Written by: Leonard Parker | Solar News | 25th October
CALSSA and allies have announced a goal of collecting 100,000 public comments in 30 days to deliver to the California Public Utilities Commission (CPUC) and Governor Newsom before the upcoming Net Metering (NEM-3) decision in December. The CPUC will be reconsidering the credit rooftop solar consumers receive for the excess energy they produce, and CALSSA is warning that the outcome could potentially gut California’s rooftop solar and storage market.
In July, CALSSA delivered the first 30,000 comments at an event in front of the CPUC headquarters in San Francisco. Reaching the 100,000 goal would break the record for the greatest number of public comments received by a state agency in history — previously set by solar advocates in 2015.

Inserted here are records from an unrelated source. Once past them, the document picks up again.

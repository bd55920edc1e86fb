//! Error taxonomy for the REST interaction engine
//!
//! Each variant maps to a FHIR issue type, and the issue type maps to an HTTP
//! status (see [`crate::models::IssueType::http_status`]).

use crate::models::{Issue, IssueSeverity, IssueType, OperationOutcome};
use axum::{
    http::StatusCode,
    response::{IntoResponse, Response},
    Json,
};

pub type Result<T> = std::result::Result<T, Error>;

#[derive(Debug, thiserror::Error)]
pub enum Error {
    /// Malformed URL, path or method combination
    #[error("{0}")]
    InvalidRequest(String),

    #[error("Invalid argument: {0}")]
    InvalidArgument(String),

    #[error("{0}")]
    RequiredFieldMissing(String),

    /// Attribute values that disagree (e.g. resource id vs URL id)
    #[error("{0}")]
    InvalidValue(String),

    /// Unsupported resource type, conditional patch, or disabled interaction
    #[error("{0}")]
    NotSupported(String),

    #[error("{0}")]
    NotFound(String),

    #[error("Resource '{resource_type}/{id}' not found.")]
    ResourceNotFound { resource_type: String, id: String },

    #[error("Resource '{resource_type}/{id}' version {version_id} not found.")]
    VersionNotFound {
        resource_type: String,
        id: String,
        version_id: String,
    },

    #[error("Resource '{resource_type}/{id}' is deleted.")]
    ResourceDeleted {
        resource_type: String,
        id: String,
        version_id: Option<i32>,
    },

    #[error("{0}")]
    MultipleMatches(String),

    #[error("{0}")]
    Conflict(String),

    #[error("{0}")]
    PreconditionFailed(String),

    /// If-Match version disagrees with the current version
    #[error("If-Match version '{expected}' does not match current latest version of resource: {actual}")]
    VersionConflict { expected: String, actual: String },

    #[error("{0}")]
    BusinessRule(String),

    /// ETag or other request data that could not be processed
    #[error("{0}")]
    Processing(String),

    #[error("{message}")]
    Validation { message: String, issues: Vec<Issue> },

    /// Persistence failure. `retryable` is set for lock/deadlock detection.
    #[error("Data access error: {message}")]
    DataAccess { message: String, retryable: bool },

    /// Failure carrying a ready-made OperationOutcome
    #[error("{message}")]
    Operation {
        message: String,
        outcome: OperationOutcome,
    },

    /// Failure raised while processing one entry of a bundle
    #[error("{description}: {source}")]
    BundleEntry {
        index: usize,
        description: String,
        #[source]
        source: Box<Error>,
    },

    #[error("Internal error: {0}")]
    Internal(String),

    #[error("JSON error: {0}")]
    Json(#[from] serde_json::Error),
}

impl Error {
    pub fn issue_type(&self) -> IssueType {
        match self {
            Error::InvalidRequest(_) | Error::InvalidArgument(_) => IssueType::Invalid,
            Error::RequiredFieldMissing(_) => IssueType::Required,
            Error::InvalidValue(_) => IssueType::Value,
            Error::NotSupported(_) => IssueType::NotSupported,
            Error::NotFound(_)
            | Error::ResourceNotFound { .. }
            | Error::VersionNotFound { .. } => IssueType::NotFound,
            Error::ResourceDeleted { .. } => IssueType::Deleted,
            Error::MultipleMatches(_) => IssueType::MultipleMatches,
            Error::Conflict(_) | Error::PreconditionFailed(_) | Error::VersionConflict { .. } => {
                IssueType::Conflict
            }
            Error::BusinessRule(_) => IssueType::BusinessRule,
            Error::Processing(_) => IssueType::Processing,
            Error::Validation { issues, .. } => issues
                .iter()
                .find(|i| i.severity.is_failure())
                .map(|i| i.code)
                .unwrap_or(IssueType::Invalid),
            Error::DataAccess { retryable, .. } => {
                if *retryable {
                    IssueType::LockError
                } else {
                    IssueType::Exception
                }
            }
            Error::Operation { outcome, .. } => outcome
                .issue
                .first()
                .map(|i| i.code)
                .unwrap_or(IssueType::Exception),
            Error::BundleEntry { source, .. } => source.issue_type(),
            Error::Internal(_) => IssueType::Exception,
            Error::Json(_) => IssueType::Structure,
        }
    }

    /// True for the precondition-failed flavour of `conflict` (412 instead of 409).
    fn precondition_failed(&self) -> bool {
        match self {
            Error::PreconditionFailed(_) | Error::VersionConflict { .. } => true,
            Error::Operation { outcome, .. } => {
                outcome.issue.first().map(Issue::is_failed_precondition) == Some(true)
            }
            Error::BundleEntry { source, .. } => source.precondition_failed(),
            _ => false,
        }
    }

    pub fn status(&self) -> StatusCode {
        self.issue_type().http_status(self.precondition_failed())
    }

    pub fn is_retryable(&self) -> bool {
        match self {
            Error::DataAccess { retryable, .. } => *retryable,
            Error::BundleEntry { source, .. } => source.is_retryable(),
            _ => false,
        }
    }

    /// Issues describing this error.
    pub fn issues(&self) -> Vec<Issue> {
        match self {
            Error::Validation { issues, .. } if !issues.is_empty() => issues.clone(),
            Error::Operation { outcome, .. } => outcome.issue.clone(),
            Error::BundleEntry { source, .. } => source.issues(),
            other => {
                let mut issue = Issue::new(IssueSeverity::Fatal, other.issue_type(), other.to_string());
                if other.precondition_failed() {
                    issue = issue.with_failed_precondition("If-Match");
                }
                vec![issue]
            }
        }
    }

    pub fn to_operation_outcome(&self) -> OperationOutcome {
        OperationOutcome::new(self.issues())
    }

    /// Wrap an error with the bundle entry it was raised for.
    pub fn with_entry_context(self, index: usize, description: impl Into<String>) -> Self {
        match self {
            already @ Error::BundleEntry { .. } => already,
            other => Error::BundleEntry {
                index,
                description: description.into(),
                source: Box::new(other),
            },
        }
    }

    /// Strip any bundle-entry wrapper.
    pub fn into_root(self) -> Self {
        match self {
            Error::BundleEntry { source, .. } => source.into_root(),
            other => other,
        }
    }
}

impl IntoResponse for Error {
    fn into_response(self) -> Response {
        let status = self.status();
        if status.is_server_error() {
            tracing::error!(error = %self, "Request failed");
        } else {
            tracing::debug!(error = %self, status = status.as_u16(), "Request rejected");
        }
        (status, Json(self.to_operation_outcome().to_value())).into_response()
    }
}

#[cfg(test)]
mod tests {
    use super::*;

    #[test]
    fn version_conflict_is_precondition_failed() {
        let err = Error::VersionConflict {
            expected: "3".to_string(),
            actual: "4".to_string(),
        };
        assert_eq!(err.status(), StatusCode::PRECONDITION_FAILED);
        let outcome = err.to_operation_outcome();
        assert_eq!(outcome.issue[0].code, IssueType::Conflict);
        assert!(outcome.issue[0].is_failed_precondition());
    }

    #[test]
    fn entry_context_keeps_status_of_source() {
        let err = Error::MultipleMatches("two hits".to_string())
            .with_entry_context(3, "entryIndex:[3]");
        assert_eq!(err.status(), StatusCode::PRECONDITION_FAILED);
        assert!(matches!(err.into_root(), Error::MultipleMatches(_)));
    }

    #[test]
    fn deleted_maps_to_gone() {
        let err = Error::ResourceDeleted {
            resource_type: "Patient".to_string(),
            id: "1".to_string(),
            version_id: Some(2),
        };
        assert_eq!(err.status(), StatusCode::GONE);
    }

    #[test]
    fn retryable_data_access_is_detected_through_wrapper() {
        let err = Error::DataAccess {
            message: "deadlock".to_string(),
            retryable: true,
        }
        .with_entry_context(0, "reindex");
        assert!(err.is_retryable());
    }
}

As California enters the homestretch in the NEM-3 proceeding, CALSSA implores everyone in the solar and storage industry and anyone who supports distributed clean energy to make their voice heard before the decision deadline. Currently 1.2 million consumers use net metering, including thousands of public schools and low-income apartment buildings. The policy is responsible for dramatically growing rooftop solar in California by making it more affordable for working- and middle-class households, which now represent nearly half the state’s solar market — by far the largest in the country.
Proposals submitted by California’s investor-owned utilities would gut the market for solar as well as solar-charged batteries by reducing the credit solar consumers receive for the excess energy they produce by up to 80% and adding a $65 to $90 monthly solar penalty fee to their energy bills.
A bad NEM-3 decision would not only slow California’s clean energy progress at this critical moment in history and hurt working- and middle-class families and solar users, but also thousands of solar and storage workers in the state. Additionally, solar and storage has been instrumental in keeping the lights on for thousands of families and businesses during the state’s crippling blackouts. A bad NEM-3 decision could put this important technology out of reach for every day Californians.
“The California distributed solar and storage industry employs over 65,000 people. These workers have a clear stake in the outcome of the NEM-3 decision, and they must be given a voice,” said Bernadette Del Chiaro, executive director of CALSSA. “Every person who is up on a roof, in a garage or out in a field installing solar and energy storage needs to make their voice heard right now. The governor and the CPUC are going to impact your job with this decision.”